[Entries shown]

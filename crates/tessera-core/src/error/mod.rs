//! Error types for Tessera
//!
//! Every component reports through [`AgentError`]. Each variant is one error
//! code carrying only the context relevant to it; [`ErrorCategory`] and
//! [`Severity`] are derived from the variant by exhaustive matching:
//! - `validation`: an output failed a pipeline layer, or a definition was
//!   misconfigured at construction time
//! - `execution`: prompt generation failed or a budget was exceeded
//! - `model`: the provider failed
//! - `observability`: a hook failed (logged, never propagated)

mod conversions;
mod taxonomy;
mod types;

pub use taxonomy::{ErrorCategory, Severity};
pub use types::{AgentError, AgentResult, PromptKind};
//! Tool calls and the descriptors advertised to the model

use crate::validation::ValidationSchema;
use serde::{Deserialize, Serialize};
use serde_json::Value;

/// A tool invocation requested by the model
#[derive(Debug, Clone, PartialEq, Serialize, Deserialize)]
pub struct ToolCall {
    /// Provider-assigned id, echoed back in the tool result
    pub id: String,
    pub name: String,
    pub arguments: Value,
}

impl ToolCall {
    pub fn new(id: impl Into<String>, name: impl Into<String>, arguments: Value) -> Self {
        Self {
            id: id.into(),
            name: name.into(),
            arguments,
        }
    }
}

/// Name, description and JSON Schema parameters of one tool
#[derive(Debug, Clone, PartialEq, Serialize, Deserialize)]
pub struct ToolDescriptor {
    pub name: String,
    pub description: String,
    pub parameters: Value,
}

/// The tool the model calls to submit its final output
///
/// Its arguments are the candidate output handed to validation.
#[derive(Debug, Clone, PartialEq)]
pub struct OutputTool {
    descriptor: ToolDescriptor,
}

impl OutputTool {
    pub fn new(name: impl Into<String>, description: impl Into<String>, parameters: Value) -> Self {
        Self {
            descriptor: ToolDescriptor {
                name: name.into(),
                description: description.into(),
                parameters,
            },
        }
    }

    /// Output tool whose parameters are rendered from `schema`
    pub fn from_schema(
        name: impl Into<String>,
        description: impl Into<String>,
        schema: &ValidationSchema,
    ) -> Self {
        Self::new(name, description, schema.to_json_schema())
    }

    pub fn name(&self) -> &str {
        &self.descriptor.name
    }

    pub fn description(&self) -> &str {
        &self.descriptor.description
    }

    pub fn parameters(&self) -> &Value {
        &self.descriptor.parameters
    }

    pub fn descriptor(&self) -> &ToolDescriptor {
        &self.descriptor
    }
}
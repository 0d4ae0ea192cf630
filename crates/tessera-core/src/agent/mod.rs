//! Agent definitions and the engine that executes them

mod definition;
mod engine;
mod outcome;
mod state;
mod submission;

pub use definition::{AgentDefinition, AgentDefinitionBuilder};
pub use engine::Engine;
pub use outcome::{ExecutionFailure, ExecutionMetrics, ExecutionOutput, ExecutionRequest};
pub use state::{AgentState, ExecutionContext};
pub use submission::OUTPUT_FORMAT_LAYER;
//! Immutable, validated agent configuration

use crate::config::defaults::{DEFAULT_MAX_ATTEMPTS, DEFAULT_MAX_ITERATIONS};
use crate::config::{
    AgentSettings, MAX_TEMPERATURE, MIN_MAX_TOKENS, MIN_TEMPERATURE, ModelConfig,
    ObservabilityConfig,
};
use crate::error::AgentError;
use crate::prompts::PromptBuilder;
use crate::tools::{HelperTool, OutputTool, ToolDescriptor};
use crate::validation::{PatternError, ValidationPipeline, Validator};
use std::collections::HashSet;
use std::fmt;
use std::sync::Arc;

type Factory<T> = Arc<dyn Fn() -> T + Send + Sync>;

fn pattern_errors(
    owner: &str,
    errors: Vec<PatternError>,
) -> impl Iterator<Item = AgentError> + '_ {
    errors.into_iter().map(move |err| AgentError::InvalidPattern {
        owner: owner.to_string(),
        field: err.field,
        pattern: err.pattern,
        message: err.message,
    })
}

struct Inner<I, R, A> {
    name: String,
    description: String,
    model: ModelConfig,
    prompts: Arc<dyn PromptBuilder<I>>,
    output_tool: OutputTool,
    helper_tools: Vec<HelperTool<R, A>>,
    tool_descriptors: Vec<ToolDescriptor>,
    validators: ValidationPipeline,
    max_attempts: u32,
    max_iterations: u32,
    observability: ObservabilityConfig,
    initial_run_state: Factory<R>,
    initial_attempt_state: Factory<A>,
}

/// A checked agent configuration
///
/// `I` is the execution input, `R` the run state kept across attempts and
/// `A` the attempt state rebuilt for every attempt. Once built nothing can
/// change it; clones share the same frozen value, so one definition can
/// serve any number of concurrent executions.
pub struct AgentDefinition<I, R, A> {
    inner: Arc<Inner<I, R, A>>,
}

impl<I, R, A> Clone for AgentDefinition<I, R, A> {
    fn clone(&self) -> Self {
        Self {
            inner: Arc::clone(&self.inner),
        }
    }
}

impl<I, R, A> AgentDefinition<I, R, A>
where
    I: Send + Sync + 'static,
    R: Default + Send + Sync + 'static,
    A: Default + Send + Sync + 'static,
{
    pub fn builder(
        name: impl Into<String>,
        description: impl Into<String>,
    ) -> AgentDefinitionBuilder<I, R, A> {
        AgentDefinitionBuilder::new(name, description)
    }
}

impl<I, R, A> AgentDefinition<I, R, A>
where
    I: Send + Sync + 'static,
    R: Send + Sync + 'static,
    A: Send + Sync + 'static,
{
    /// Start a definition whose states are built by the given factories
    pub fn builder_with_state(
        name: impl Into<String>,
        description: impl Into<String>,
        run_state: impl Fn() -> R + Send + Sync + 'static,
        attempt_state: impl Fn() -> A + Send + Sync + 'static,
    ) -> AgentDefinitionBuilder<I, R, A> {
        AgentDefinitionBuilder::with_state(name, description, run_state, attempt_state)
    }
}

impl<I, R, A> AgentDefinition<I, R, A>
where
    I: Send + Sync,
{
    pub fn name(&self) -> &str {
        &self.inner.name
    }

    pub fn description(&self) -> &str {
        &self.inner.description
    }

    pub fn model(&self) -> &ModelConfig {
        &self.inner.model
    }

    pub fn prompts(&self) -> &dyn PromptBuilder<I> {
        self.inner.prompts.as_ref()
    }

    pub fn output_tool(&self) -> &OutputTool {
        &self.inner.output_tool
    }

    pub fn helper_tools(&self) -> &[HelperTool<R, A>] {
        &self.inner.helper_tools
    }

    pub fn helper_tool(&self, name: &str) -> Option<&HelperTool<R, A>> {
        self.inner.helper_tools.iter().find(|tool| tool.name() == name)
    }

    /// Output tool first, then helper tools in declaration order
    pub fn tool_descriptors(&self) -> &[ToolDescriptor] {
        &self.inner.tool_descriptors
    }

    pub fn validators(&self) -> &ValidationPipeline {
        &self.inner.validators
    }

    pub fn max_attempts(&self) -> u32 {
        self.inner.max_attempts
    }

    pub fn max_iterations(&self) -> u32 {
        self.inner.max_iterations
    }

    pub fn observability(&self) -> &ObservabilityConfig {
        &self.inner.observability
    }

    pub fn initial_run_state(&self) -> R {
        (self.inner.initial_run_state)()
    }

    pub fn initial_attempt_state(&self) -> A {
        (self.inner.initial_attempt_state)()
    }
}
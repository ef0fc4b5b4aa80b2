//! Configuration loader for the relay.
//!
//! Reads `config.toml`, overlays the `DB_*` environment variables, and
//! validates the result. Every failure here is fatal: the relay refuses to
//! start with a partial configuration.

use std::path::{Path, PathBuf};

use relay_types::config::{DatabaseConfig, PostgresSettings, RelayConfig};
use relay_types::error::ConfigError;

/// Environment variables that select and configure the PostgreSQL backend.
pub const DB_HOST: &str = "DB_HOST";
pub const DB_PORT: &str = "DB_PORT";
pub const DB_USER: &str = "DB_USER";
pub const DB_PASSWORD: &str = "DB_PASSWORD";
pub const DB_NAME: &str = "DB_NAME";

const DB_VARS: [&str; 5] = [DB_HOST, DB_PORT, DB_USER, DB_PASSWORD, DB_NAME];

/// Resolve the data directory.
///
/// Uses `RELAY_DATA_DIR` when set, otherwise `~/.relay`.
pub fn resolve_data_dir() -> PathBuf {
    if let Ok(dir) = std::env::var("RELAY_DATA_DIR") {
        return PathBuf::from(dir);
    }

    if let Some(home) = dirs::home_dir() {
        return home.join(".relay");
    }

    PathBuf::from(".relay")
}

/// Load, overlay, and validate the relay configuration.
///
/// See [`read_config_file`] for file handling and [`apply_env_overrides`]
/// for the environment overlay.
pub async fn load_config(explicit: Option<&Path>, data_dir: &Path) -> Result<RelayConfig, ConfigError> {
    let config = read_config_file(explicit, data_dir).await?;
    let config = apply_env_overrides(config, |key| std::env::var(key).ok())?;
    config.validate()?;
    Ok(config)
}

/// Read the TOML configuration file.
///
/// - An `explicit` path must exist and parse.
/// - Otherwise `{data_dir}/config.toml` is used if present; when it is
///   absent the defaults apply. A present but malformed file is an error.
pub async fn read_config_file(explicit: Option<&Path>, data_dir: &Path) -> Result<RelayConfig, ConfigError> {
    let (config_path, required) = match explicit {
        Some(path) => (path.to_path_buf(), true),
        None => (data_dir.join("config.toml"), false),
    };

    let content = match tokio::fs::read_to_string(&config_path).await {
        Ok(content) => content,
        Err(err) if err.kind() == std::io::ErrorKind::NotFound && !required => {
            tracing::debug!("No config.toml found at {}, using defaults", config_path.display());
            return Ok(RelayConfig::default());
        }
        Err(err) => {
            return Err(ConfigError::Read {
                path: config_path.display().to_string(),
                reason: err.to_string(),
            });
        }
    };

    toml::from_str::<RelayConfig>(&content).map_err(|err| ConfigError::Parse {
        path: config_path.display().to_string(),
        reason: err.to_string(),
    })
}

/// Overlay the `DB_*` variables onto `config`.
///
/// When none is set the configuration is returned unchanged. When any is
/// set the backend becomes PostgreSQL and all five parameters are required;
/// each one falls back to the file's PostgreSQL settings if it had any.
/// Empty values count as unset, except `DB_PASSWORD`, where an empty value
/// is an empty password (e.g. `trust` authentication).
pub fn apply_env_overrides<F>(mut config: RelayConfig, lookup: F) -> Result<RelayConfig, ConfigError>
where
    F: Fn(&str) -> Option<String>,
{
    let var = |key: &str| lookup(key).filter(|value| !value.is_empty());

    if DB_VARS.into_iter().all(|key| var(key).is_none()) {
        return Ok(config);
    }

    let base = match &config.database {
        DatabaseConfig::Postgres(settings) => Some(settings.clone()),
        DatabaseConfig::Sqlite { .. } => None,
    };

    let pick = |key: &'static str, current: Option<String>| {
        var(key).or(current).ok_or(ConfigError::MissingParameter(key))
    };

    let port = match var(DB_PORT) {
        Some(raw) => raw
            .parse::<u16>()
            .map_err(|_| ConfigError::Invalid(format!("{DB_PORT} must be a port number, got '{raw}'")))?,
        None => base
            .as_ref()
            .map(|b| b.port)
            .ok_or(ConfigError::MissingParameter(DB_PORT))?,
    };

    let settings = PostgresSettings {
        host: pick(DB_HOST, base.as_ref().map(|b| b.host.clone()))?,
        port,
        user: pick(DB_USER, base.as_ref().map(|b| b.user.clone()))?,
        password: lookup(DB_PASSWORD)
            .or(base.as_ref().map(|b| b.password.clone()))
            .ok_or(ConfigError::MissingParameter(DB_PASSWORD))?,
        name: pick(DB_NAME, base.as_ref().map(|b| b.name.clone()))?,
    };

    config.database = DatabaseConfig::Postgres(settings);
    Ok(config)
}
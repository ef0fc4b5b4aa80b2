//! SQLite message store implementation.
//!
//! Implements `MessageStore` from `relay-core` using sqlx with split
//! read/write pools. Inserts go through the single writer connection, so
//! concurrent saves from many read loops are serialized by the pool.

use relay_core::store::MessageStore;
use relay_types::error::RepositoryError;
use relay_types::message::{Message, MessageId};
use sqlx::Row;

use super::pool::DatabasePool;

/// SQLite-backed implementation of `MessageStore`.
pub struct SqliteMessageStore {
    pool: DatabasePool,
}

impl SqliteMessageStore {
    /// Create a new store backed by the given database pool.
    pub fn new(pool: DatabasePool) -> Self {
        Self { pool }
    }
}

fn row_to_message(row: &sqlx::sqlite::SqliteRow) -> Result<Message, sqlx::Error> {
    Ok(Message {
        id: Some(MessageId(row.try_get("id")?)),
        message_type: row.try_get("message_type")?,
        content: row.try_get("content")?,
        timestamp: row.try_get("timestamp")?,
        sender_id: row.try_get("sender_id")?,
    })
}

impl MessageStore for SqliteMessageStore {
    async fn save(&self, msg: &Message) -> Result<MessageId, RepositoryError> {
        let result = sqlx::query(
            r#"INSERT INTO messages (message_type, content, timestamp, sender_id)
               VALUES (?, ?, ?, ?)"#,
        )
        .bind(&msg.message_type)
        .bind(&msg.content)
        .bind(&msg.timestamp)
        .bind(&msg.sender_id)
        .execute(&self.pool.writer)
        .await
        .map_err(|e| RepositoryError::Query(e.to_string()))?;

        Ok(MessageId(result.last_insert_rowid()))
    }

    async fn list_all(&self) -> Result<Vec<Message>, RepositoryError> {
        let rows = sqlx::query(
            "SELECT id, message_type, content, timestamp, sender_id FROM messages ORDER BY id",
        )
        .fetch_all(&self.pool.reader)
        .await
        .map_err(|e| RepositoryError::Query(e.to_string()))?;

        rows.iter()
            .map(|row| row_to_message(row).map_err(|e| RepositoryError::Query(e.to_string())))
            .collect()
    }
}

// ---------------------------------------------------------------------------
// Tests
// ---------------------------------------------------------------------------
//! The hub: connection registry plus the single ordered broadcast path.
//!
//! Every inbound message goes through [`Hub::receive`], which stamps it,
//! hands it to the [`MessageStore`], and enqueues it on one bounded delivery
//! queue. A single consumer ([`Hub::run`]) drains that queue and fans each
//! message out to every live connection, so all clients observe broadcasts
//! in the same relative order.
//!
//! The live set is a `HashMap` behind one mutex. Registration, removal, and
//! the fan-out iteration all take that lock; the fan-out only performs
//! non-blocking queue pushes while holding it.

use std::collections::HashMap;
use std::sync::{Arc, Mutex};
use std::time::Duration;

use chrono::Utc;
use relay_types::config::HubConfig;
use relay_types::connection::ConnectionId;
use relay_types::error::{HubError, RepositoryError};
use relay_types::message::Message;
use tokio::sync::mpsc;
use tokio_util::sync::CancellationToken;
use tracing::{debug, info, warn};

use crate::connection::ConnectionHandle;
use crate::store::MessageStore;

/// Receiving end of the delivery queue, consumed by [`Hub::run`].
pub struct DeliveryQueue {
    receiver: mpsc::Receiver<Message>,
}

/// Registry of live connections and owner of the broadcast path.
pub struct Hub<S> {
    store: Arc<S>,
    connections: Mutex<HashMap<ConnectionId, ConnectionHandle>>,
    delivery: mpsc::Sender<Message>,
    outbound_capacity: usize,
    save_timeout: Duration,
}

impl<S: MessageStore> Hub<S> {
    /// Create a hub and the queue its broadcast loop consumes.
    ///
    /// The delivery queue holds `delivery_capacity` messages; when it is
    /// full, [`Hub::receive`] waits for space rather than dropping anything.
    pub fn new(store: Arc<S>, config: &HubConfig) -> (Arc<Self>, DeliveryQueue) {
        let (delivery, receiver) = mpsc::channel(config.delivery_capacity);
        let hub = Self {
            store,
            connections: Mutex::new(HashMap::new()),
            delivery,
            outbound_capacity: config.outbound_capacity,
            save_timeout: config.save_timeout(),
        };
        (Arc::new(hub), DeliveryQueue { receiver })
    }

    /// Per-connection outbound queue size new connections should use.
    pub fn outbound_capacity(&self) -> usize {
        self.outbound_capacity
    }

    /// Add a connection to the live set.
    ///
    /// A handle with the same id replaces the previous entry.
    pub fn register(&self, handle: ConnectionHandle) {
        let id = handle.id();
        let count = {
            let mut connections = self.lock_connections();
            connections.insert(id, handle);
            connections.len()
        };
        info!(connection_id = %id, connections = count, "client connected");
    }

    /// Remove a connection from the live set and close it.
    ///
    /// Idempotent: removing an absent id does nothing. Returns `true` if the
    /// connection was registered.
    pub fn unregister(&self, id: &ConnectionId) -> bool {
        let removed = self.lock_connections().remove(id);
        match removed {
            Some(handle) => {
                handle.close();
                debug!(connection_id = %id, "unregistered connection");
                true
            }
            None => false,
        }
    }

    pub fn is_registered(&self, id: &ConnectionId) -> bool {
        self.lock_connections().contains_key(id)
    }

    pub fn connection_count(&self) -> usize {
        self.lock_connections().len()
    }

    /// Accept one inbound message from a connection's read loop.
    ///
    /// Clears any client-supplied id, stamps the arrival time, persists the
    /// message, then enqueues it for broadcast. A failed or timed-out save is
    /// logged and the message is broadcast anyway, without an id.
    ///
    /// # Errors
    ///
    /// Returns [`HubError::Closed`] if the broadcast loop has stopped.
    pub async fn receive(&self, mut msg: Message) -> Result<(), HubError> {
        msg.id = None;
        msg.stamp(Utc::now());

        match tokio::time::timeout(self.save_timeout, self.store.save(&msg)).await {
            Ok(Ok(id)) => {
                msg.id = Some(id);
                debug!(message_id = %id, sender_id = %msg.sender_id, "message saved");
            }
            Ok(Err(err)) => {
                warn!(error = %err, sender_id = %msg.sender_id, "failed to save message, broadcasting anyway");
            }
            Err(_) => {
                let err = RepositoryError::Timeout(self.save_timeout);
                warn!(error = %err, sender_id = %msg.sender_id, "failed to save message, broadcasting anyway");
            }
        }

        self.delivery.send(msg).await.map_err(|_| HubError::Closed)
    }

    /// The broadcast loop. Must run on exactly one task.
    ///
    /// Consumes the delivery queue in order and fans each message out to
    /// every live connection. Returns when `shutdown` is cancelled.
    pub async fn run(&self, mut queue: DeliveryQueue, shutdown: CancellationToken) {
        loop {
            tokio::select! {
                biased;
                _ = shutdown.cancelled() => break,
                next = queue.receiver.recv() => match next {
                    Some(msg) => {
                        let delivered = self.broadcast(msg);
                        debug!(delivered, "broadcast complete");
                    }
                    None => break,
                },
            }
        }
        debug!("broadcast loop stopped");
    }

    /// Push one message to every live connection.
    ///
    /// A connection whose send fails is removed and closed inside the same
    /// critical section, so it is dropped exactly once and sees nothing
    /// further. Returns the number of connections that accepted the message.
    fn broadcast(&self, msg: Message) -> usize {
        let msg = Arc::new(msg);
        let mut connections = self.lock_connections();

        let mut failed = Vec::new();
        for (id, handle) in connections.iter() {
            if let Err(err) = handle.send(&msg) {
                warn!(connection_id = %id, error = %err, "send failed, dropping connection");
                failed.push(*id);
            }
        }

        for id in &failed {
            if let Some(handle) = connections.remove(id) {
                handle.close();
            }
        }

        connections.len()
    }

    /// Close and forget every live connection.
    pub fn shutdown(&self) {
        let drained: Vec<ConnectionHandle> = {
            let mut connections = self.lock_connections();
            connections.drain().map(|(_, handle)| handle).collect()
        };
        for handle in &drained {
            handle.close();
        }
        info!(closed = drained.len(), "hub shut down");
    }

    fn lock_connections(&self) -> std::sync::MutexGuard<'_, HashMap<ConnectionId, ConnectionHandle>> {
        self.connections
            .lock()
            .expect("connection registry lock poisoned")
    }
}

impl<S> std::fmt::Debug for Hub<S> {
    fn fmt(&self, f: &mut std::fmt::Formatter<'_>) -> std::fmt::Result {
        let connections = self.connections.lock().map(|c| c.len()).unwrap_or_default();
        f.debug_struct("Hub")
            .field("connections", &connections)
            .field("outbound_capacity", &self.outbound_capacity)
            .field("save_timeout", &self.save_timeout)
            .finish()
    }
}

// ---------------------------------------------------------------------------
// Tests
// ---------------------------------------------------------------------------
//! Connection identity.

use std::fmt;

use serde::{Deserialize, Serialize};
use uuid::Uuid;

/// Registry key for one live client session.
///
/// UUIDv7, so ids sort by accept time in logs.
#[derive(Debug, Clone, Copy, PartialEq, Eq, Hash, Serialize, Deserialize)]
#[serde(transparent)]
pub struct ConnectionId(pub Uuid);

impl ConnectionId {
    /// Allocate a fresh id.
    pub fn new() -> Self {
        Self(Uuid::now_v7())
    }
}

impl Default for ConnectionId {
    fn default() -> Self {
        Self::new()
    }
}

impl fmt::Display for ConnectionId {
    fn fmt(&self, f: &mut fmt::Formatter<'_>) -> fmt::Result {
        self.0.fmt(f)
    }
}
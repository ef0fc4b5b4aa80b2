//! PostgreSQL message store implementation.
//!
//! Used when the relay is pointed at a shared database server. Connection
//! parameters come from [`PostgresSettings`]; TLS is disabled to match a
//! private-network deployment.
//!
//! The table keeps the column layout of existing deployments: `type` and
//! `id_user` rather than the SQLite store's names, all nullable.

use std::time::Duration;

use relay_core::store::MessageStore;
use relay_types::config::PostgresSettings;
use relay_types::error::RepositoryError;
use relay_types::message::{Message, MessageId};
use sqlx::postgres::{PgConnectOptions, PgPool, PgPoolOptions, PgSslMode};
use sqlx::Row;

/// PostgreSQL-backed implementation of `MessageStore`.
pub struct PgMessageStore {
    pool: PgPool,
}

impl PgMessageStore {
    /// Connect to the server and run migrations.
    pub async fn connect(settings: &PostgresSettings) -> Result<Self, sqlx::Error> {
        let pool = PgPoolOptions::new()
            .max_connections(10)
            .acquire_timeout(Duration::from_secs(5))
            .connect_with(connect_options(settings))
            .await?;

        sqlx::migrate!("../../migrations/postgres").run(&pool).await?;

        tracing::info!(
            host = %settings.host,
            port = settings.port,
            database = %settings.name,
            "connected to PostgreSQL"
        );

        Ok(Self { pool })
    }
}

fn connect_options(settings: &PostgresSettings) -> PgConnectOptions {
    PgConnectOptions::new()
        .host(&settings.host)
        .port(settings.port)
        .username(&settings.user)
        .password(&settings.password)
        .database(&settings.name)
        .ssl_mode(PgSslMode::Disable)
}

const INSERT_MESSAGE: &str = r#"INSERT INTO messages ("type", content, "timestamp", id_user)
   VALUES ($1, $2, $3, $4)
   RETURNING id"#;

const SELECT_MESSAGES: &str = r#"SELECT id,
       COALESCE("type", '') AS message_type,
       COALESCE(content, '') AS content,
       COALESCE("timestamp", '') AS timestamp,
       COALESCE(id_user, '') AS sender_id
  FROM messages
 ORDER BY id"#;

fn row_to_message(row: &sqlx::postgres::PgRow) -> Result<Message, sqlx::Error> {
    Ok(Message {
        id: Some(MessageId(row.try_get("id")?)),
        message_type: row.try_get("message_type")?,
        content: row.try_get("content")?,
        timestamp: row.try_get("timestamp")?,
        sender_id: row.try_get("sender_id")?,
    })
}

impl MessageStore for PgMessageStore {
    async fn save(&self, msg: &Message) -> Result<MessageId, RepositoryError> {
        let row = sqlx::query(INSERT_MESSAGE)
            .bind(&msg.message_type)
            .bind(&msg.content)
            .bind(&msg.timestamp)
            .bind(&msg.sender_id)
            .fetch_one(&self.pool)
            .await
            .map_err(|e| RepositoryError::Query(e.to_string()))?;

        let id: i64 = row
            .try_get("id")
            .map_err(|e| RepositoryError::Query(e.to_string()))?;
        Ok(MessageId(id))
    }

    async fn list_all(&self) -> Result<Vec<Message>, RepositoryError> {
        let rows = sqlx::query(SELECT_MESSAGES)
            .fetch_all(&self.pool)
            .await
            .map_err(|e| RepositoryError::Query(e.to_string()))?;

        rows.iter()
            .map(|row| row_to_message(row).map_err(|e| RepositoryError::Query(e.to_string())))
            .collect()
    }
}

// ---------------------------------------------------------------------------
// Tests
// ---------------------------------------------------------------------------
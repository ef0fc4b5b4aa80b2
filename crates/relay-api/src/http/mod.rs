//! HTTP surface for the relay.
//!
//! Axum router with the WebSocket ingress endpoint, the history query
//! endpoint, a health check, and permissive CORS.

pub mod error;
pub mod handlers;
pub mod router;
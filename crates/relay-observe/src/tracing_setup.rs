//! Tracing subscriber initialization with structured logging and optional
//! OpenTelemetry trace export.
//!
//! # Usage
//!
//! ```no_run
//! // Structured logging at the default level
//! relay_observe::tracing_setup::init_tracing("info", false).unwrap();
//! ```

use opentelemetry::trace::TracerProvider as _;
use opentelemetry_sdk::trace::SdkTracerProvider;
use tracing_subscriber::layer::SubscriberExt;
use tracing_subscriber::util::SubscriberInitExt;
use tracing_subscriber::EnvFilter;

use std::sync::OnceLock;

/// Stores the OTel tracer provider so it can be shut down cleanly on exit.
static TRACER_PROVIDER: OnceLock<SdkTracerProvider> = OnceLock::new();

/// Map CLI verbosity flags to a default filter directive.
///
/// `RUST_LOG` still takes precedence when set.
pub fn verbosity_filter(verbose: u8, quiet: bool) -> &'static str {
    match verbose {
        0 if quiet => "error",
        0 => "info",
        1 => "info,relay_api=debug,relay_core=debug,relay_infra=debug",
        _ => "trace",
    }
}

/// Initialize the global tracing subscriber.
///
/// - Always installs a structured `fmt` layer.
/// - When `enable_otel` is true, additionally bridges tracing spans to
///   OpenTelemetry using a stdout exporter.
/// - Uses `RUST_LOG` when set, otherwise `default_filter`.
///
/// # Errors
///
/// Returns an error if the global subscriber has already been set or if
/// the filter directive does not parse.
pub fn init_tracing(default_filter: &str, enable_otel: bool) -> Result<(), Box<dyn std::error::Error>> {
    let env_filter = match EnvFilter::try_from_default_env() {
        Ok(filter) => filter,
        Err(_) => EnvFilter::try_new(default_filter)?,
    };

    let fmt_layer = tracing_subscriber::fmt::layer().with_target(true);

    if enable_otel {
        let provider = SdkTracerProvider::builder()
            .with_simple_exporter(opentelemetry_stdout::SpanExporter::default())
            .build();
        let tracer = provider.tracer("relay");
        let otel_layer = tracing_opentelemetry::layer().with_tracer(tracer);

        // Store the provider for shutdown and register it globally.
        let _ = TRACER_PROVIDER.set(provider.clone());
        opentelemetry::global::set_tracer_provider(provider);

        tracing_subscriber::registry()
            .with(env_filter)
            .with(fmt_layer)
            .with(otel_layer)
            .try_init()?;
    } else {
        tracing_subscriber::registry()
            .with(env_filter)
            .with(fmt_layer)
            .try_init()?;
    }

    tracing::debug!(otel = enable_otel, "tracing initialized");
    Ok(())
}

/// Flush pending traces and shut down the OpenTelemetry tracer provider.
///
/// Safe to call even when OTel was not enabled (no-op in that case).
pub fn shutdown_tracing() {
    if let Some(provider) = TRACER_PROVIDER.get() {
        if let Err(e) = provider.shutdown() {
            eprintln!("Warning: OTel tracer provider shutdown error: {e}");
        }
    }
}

[/Entries shown]

▶ [Activity] Among the records above, extract exactly the lines from the line with "let var = |key: &str|" to the line with "let settings = PostgresSettings", both lines included, and leave out the rest.

▶ [Written solution]
    let var = |key: &str| lookup(key).filter(|value| !value.is_empty());

    if DB_VARS.into_iter().all(|key| var(key).is_none()) {
        return Ok(config);
    }

    let base = match &config.database {
        DatabaseConfig::Postgres(settings) => Some(settings.clone()),
        DatabaseConfig::Sqlite { .. } => None,
    };

    let pick = |key: &'static str, current: Option<String>| {
        var(key).or(current).ok_or(ConfigError::MissingParameter(key))
    };

    let port = match var(DB_PORT) {
        Some(raw) => raw
            .parse::<u16>()
            .map_err(|_| ConfigError::Invalid(format!("{DB_PORT} must be a port number, got '{raw}'")))?,
        None => base
            .as_ref()
            .map(|b| b.port)
            .ok_or(ConfigError::MissingParameter(DB_PORT))?,
    };

    let settings = PostgresSettings {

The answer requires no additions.